### Assignment
Among the records, which lines include "PartialEq"? List them.
-*-
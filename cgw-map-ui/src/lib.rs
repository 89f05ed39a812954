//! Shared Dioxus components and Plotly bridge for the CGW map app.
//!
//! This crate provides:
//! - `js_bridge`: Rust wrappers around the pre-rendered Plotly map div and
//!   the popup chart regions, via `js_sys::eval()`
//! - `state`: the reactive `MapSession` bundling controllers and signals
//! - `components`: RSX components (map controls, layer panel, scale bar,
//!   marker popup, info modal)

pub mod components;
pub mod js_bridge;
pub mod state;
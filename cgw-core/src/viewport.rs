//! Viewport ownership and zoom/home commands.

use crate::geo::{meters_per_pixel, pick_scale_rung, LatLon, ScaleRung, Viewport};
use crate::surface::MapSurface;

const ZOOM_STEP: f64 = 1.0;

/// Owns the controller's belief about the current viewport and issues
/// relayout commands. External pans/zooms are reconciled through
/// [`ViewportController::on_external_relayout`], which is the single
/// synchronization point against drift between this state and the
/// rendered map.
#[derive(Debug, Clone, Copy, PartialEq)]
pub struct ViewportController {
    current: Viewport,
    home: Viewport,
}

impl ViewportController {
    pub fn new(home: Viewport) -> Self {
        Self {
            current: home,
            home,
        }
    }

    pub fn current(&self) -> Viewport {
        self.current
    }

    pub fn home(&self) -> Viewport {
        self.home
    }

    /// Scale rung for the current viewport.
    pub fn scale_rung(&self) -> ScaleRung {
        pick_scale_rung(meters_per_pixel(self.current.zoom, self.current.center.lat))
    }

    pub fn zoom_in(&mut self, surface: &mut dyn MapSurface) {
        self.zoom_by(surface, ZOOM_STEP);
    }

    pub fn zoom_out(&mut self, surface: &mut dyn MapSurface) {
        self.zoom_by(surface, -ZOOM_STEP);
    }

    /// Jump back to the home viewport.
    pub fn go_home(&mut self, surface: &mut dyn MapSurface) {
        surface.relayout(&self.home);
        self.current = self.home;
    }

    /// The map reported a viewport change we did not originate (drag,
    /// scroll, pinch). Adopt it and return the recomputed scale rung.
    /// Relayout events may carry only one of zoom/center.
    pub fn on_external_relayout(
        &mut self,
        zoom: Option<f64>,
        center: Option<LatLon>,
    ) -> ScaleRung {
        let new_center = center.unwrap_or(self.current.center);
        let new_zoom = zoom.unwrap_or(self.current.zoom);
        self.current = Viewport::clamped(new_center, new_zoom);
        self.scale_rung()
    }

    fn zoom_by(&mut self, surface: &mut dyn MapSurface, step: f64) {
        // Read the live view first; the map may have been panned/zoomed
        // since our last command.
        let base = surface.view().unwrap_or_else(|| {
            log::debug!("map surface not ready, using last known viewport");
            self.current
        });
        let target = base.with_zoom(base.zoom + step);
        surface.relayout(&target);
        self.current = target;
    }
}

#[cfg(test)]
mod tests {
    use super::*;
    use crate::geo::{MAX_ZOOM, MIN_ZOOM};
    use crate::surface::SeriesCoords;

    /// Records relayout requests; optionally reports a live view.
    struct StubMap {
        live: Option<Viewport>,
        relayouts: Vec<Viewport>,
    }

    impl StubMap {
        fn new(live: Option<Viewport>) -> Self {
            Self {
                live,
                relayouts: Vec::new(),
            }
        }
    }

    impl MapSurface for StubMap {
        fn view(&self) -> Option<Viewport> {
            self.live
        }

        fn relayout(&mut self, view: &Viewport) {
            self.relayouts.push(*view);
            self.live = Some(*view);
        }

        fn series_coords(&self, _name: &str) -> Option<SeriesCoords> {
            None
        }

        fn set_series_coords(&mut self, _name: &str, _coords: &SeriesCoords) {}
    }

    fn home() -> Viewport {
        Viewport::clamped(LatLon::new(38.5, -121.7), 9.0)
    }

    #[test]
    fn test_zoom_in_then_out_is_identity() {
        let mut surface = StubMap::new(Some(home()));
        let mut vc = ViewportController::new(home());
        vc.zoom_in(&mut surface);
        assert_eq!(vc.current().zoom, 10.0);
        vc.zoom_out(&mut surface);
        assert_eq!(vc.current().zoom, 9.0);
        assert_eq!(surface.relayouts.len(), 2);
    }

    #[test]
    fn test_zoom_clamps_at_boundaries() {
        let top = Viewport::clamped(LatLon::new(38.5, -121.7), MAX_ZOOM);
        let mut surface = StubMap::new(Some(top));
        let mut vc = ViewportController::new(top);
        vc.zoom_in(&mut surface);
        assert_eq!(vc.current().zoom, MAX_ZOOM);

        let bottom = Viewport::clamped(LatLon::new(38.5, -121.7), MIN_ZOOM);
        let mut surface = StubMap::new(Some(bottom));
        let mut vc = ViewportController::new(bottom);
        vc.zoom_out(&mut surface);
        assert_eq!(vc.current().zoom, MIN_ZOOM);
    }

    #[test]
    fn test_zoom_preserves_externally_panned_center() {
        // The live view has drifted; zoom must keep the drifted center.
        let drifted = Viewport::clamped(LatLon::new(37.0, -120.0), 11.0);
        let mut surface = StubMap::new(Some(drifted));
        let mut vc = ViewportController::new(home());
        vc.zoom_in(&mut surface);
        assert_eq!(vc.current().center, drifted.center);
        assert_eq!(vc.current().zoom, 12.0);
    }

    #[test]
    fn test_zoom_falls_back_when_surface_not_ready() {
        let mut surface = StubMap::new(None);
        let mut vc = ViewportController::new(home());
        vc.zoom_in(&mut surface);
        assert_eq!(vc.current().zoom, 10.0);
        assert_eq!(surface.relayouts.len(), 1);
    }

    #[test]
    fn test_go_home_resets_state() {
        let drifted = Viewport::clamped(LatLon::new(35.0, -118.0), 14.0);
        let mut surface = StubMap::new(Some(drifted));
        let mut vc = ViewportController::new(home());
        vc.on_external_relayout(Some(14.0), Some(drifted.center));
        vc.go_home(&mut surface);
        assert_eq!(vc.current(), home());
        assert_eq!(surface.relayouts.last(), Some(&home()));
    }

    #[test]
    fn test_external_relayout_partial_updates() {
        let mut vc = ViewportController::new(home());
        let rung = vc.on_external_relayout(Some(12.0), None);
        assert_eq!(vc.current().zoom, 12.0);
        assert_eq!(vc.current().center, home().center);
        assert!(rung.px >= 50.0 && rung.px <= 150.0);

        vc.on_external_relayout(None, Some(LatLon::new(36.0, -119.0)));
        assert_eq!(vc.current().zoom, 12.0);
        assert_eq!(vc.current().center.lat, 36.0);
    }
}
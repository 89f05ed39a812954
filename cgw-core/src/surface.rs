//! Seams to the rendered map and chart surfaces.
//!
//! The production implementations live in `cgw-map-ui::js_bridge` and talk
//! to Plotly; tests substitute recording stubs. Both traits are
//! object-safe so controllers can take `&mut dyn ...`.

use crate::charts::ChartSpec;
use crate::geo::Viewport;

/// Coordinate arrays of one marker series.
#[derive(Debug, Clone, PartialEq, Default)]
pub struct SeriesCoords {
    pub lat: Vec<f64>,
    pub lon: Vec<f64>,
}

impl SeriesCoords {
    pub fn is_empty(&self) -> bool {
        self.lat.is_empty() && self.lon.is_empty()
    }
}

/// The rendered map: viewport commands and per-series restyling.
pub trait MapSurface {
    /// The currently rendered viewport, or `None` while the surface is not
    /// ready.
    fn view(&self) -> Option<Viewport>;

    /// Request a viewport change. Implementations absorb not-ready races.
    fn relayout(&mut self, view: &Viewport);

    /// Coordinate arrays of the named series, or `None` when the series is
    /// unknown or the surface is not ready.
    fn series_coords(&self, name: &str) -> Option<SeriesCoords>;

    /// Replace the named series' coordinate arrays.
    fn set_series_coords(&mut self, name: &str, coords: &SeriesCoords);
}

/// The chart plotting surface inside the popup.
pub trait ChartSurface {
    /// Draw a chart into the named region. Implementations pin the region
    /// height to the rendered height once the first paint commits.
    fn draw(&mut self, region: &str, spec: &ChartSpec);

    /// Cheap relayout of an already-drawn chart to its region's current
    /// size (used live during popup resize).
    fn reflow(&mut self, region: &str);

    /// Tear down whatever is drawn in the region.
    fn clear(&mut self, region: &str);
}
-*-
### Response to the exercise
#[derive(Debug, Clone, Copy, PartialEq)]
#[derive(Debug, Clone, PartialEq, Default)]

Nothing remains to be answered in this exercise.